Description
These creamy peanut butter protein overnight oats are a perfect high-protein breakfast option to help you stay full and energized. Packed with protein powder and the healthy fats from peanut butter, this recipe is ideal for anyone looking to lose weight while still enjoying a delicious and satisfying meal. Plus, it’s easy to prepare the night before, so you can grab it on your way out the door!
Ingredients
Units
Scale
- 1/2 cup old-fashioned rolled oats
- 1 tablespoon chia seeds
- 1 scoop vanilla protein powder (about 20-25g)
- 1 tablespoon natural peanut butter
- 1/2 cup unsweetened almond milk (or any milk of choice)
- 1/4 cup Greek yogurt (plain, non-fat)
- 1/2 teaspoon vanilla extract
- 1 teaspoon maple syrup (optional, for sweetness)
- Fresh fruit or nuts (optional for topping)
Instructions
- In a mason jar or small bowl, combine the oats, chia seeds, and protein powder.
- Stir in the almond milk, Greek yogurt, vanilla extract, and peanut butter. Mix well to combine all ingredients.
- If you prefer a sweeter taste, add a teaspoon of maple syrup.

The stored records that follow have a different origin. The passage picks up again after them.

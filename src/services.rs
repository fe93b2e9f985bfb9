pub mod invoices;
use jiff::Zoned;
use jiff::civil::Date;
use serde::{Deserialize, Serialize};

/// Format of the identifier derived from the creation time
pub const ID_FORMAT: &str = "%Y%m%d%H%M%S";

#[derive(Serialize, Deserialize, Debug, Clone, PartialEq)]
pub struct Invoice {
    /// Creation timestamp with second resolution, used as lookup key
    pub id: String,
    /// Name of the billed client
    pub client_name: String,
    /// Email or phone of the client
    pub contact: String,
    /// Billed amount, shown in CAD
    pub amount: f64,
    /// Free-form notes
    #[serde(default)]
    pub notes: String,
    /// Day the invoice was created
    pub date: Date,
    /// Payment status
    pub status: InvoiceStatus,
    /// Whether the invoice was emailed
    pub sent: bool,
}

#[derive(Serialize, Deserialize, Debug, Clone, Copy, PartialEq, Eq)]
#[serde(rename_all = "lowercase")]
pub enum InvoiceStatus {
    Unpaid,
    Paid,
}

impl InvoiceStatus {
    pub fn as_str(&self) -> &'static str {
        match self {
            InvoiceStatus::Unpaid => "unpaid",
            InvoiceStatus::Paid => "paid",
        }
    }
}

impl std::fmt::Display for InvoiceStatus {
    fn fmt(&self, f: &mut std::fmt::Formatter<'_>) -> std::fmt::Result {
        f.write_str(self.as_str())
    }
}

/// JSON has no representation for NaN or infinities, so only finite
/// amounts can be stored.
#[derive(Debug, thiserror::Error, PartialEq)]
#[error("Invalid amount '{0}': must be a finite number")]
pub struct InvalidAmount(pub f64);

pub fn check_amount(amount: f64) -> Result<f64, InvalidAmount> {
    if amount.is_finite() {
        Ok(amount)
    } else {
        Err(InvalidAmount(amount))
    }
}

impl Invoice {
    /// Build an unpaid, unsent invoice stamped with `created_at`
    pub fn new(
        client_name: String,
        contact: String,
        amount: f64,
        notes: String,
        created_at: &Zoned,
    ) -> Self {
        Self {
            id: created_at.strftime(ID_FORMAT).to_string(),
            client_name,
            contact,
            amount,
            notes,
            date: created_at.date(),
            status: InvoiceStatus::Unpaid,
            sent: false,
        }
    }

    pub fn is_paid(&self) -> bool {
        self.status == InvoiceStatus::Paid
    }
}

- Cover the jar or bowl and refrigerate overnight (or for at least 4 hours) to allow the oats to absorb the liquid and thicken.
- In the morning, give the oats a good stir and top with fresh fruit or nuts if desired.
- Enjoy cold, or microwave for 30 seconds to take the chill off.
Notes
- You can easily swap the protein powder for any flavor you prefer (e.g., chocolate, peanut butter).
- For a nut-free option, replace the peanut butter with sunflower seed butter or omit altogether.
- Add more liquid in the morning if you prefer a thinner consistency.